MYANMAR: DEMOCRACY IN A COMPLICATED COUNTRY
CHRISTOPHER LAMB
15 APRIL 2023
Myanmar is now a “failed state with an economy in shambles”, said our Saturday seminar speaker Christopher Lamb. According to him Myanmar (Burma) was once the wealthiest country in southeast Asia. People travelled from Bangkok to Rangoon to shop. Christopher pointed out that Myanmar is probably a more accurate name for the country than Burma which was used at the time of independence from Britain but related only to the central part of the country.
Christopher Lamb as the Australian diplomat to Myanmar had firsthand experience of developments in the country. He has maintained knowledge of Myanmar and is currently president of the Australia Myanmar Institute. He drew on this experience and expertise to give a detailed and fascinating account of the country’s recent history. Burma was a British colony, administered in part by the British East India Company. Following independence from Britain in 1948, the ruling military Government adopted the Westminster system of government which according to Christopher Lamb was unworkable in a country with 135 nationalities.

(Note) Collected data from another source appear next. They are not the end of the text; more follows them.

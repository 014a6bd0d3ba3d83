//! The unitizing agreement engine.

use std::collections::BTreeMap;
use std::collections::BTreeSet;

use crate::annotation::AnnotationKind;
use crate::collections::{CountMap, IndexingMap};
use crate::document::Document;
use crate::engine::{prepare_document, DocumentOutcome, EngineConfig, SkipReason};
use crate::error::Result;
use crate::inclusion::{InclusionRules, RuleSource};
use crate::measures::KrippendorffAlphaUnitizingAgreement;
use crate::report::{build_report, AgreementReport, ReportScope, ReportSink};
use crate::study::unitizing::{UnitizingStudy, UnitizingUnit};

/// Display name of the unitizing coefficient, used in reports.
const MEASURE_NAME: &str = "KrippendorffAlphaUnitizingAgreement";

/// Configuration of a [`UnitizingEngine`] run.
#[derive(Debug, Clone, Default, PartialEq, Eq)]
pub struct UnitizingConfig {
    /// Options shared with the coding engine.
    pub base: EngineConfig,
    /// Inclusion-rule source; `None` disables synthesis.
    pub rules: Option<RuleSource>,
}

impl UnitizingConfig {
    /// Set the base options.
    #[must_use]
    pub fn with_base(mut self, base: EngineConfig) -> Self {
        self.base = base;
        self
    }

    /// Set the inclusion-rule source.
    #[must_use]
    pub fn with_rules(mut self, rules: RuleSource) -> Self {
        self.rules = Some(rules);
        self
    }
}

/// Computes unitizing agreement (Krippendorff's uα) over a document
/// stream.
///
/// Single-writer: one engine instance per run, documents fed in order.
/// The running document offset is advanced once per successfully
/// processed document; combined-mode unit offsets therefore occupy
/// strictly increasing, non-overlapping ranges.
pub struct UnitizingEngine {
    config: UnitizingConfig,
    rules: Option<InclusionRules>,
    annotators: IndexingMap<String>,
    document_offset: usize,
    global_units: Vec<UnitizingUnit>,
    categories: BTreeSet<String>,
    category_count: CountMap<String>,
    annotator_category_count: Vec<CountMap<String>>,
    sink: Option<Box<dyn ReportSink>>,
}

impl UnitizingEngine {
    /// Create an engine, resolving the inclusion-rule source. A malformed
    /// source fails here, before any document is processed.
    pub fn new(config: UnitizingConfig) -> Result<Self> {
        let rules = match &config.rules {
            Some(source) => {
                let rules = source.resolve()?;
                if rules.is_empty() {
                    None
                } else {
                    Some(rules)
                }
            }
            None => None,
        };
        log::info!(
            "Computing unitizing agreement for kinds {:?}",
            config.base.kinds
        );
        Ok(Self {
            config,
            rules,
            annotators: IndexingMap::new(),
            document_offset: 0,
            global_units: Vec::new(),
            categories: BTreeSet::new(),
            category_count: CountMap::new(),
            annotator_category_count: Vec::new(),
            sink: None,
        })
    }

    /// Attach a report sink.
    #[must_use]
    pub fn with_sink(mut self, sink: Box<dyn ReportSink>) -> Self {
        self.sink = Some(sink);
        self
    }

    /// The engine's configuration.
    #[must_use]
    pub fn config(&self) -> &UnitizingConfig {
        &self.config
    }

    /// Annotator names in rater-index order.
    #[must_use]
    pub fn annotators(&self) -> &[String] {
        self.annotators.keys()
    }

    /// The cumulative length of all successfully processed documents.
    #[must_use]
    pub fn document_offset(&self) -> usize {
        self.document_offset
    }

    /// Process one document. Validation failures skip the document and
    /// leave the aggregate — including the running offset — untouched.
    pub fn process_document(&mut self, document: &Document) -> Result<DocumentOutcome> {
        let prepared = match prepare_document(document, &self.config.base) {
            Ok(prepared) => prepared,
            Err(reason) => {
                log::warn!("Skipping document {}: {reason}", document.id);
                return Ok(DocumentOutcome::Skipped(reason));
            }
        };

        // Resolve everything before mutating any aggregate state.
        let mut resolved_views = Vec::with_capacity(prepared.views.len());
        for view in &prepared.views {
            let mut resolved = Vec::with_capacity(view.annotations.len());
            for annotation in &view.annotations {
                match view.index.resolve(annotation.span) {
                    Some(interval) => resolved.push((interval, *annotation)),
                    None => {
                        let reason = SkipReason::UnresolvableSpan {
                            view: view.view_name.clone(),
                            annotation: annotation.id,
                        };
                        log::warn!("Skipping document {}: {reason}", document.id);
                        return Ok(DocumentOutcome::Skipped(reason));
                    }
                }
            }
            resolved_views.push(resolved);
        }

        let rater_indices: Vec<usize> = prepared
            .views
            .iter()
            .map(|view| self.annotators.add(view.annotator.clone()))
            .collect();
        let rater_count = self.annotators.len();
        let labeler = &self.config.base.labeler;

        let mut local = UnitizingStudy::new(rater_count, prepared.token_count);
        let mut doc_categories = BTreeSet::new();
        let mut doc_category_count = CountMap::new();
        let mut doc_annotator_count: Vec<CountMap<String>> =
            vec![CountMap::new(); rater_count];

        for (&rater, resolved) in rater_indices.iter().zip(&resolved_views) {
            // Recorded spans per kind, keyed by begin index; the last
            // annotation wins on identical begins. Feeds rule synthesis.
            let mut recorded: BTreeMap<AnnotationKind, BTreeMap<usize, usize>> = BTreeMap::new();

            for (interval, annotation) in resolved {
                let category = labeler.category(annotation);
                doc_categories.insert(category.clone());
                doc_category_count.inc(category.clone());
                doc_annotator_count[rater].inc(category.clone());
                local.add_unit(interval.begin, interval.len(), rater, category);

                if self.rules.is_some() {
                    recorded
                        .entry(annotation.kind)
                        .or_default()
                        .insert(interval.begin, interval.end);
                }
            }

            if let Some(rules) = &self.rules {
                for (source, targets) in rules.iter() {
                    let Some(source_spans) = recorded.get(&source) else {
                        continue;
                    };
                    for &target in targets {
                        let target_spans = recorded.get(&target);
                        for (&begin, &end) in source_spans {
                            // The last target span beginning at or before
                            // the source's end; if it ends before the
                            // source begins there is no overlap and the
                            // implied annotation is credited.
                            let satisfied = target_spans
                                .and_then(|spans| spans.range(..=end).next_back())
                                .is_some_and(|(_, &target_end)| target_end >= begin);
                            if satisfied {
                                continue;
                            }
                            let category = labeler.kind_category(target);
                            log::debug!(
                                "Adding included annotation: {target} < {source} ({begin}, {end})"
                            );
                            doc_categories.insert(category.clone());
                            doc_category_count.inc(category.clone());
                            doc_annotator_count[rater].inc(category.clone());
                            local.add_unit(begin, end - begin + 1, rater, category);
                        }
                    }
                }
            }
        }

        let report = if self.config.base.policy.do_separate() {
            let coefficient = KrippendorffAlphaUnitizingAgreement::new(&local);
            let report = build_report(
                ReportScope::Document(document.id.clone()),
                MEASURE_NAME,
                &coefficient,
                local.len(),
                &doc_categories,
                &doc_category_count,
                self.annotators.keys(),
                &doc_annotator_count,
                &CountMap::new(),
                Vec::new(),
            );
            if let Some(sink) = self.sink.as_mut() {
                sink.on_document(&report);
            }
            Some(report)
        } else {
            None
        };

        if self.config.base.policy.do_combined() {
            // Shift by the cumulative length of the documents before this
            // one, then advance the offset.
            let offset = self.document_offset;
            for unit in local.units() {
                self.global_units.push(UnitizingUnit {
                    offset: unit.offset + offset,
                    ..unit.clone()
                });
            }
            self.document_offset += prepared.token_count;
            self.categories.extend(doc_categories);
            self.category_count.merge(&doc_category_count);
            self.annotator_category_count
                .resize_with(rater_count, CountMap::new);
            for (rater, counts) in doc_annotator_count.iter().enumerate() {
                self.annotator_category_count[rater].merge(counts);
            }
        }

        Ok(DocumentOutcome::Processed(report))
    }

    /// Compute the corpus-level report, exactly once, after the final
    /// document.
    pub fn finish(mut self) -> Result<Option<AgreementReport>> {
        if !self.config.base.policy.do_combined() || self.annotators.len() < 2 {
            return Ok(None);
        }
        if self.global_units.is_empty() {
            log::info!("No units collected; skipping combined agreement");
            return Ok(None);
        }
        self.annotator_category_count
            .resize_with(self.annotators.len(), CountMap::new);

        let mut study = UnitizingStudy::new(self.annotators.len(), self.document_offset);
        for unit in &self.global_units {
            study.add_unit(unit.offset, unit.length, unit.rater, unit.category.clone());
        }

        let coefficient = KrippendorffAlphaUnitizingAgreement::new(&study);
        let report = build_report(
            ReportScope::Corpus,
            MEASURE_NAME,
            &coefficient,
            study.len(),
            &self.categories,
            &self.category_count,
            self.annotators.keys(),
            &self.annotator_category_count,
            &CountMap::new(),
            Vec::new(),
        );
        if let Some(sink) = self.sink.as_mut() {
            sink.on_corpus(&report);
        }
        Ok(Some(report))
    }
}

He traced the successive and mostly disastrous military coups that dominated the history of Burma (Myanmar from 1988) post-independence culminating in the most brutal military coup of 2020. He described the various political and military leaders and the history of Daw Aung San Suu Kyi (daughter of the hero of the independence movement who was assassinated in 1947) and her emergence in 1988 as the popular leader of the democratic movement. Despite her electoral success the military ultimately took power in a brutal fashion. Christopher acknowledged the dire state of Myanmar currently, but he is hopeful that the military will ultimately lose power. He is still working on the basis that democracy can be achieved in a complicated country.
The seminar facilitator was Rhonda Boyle.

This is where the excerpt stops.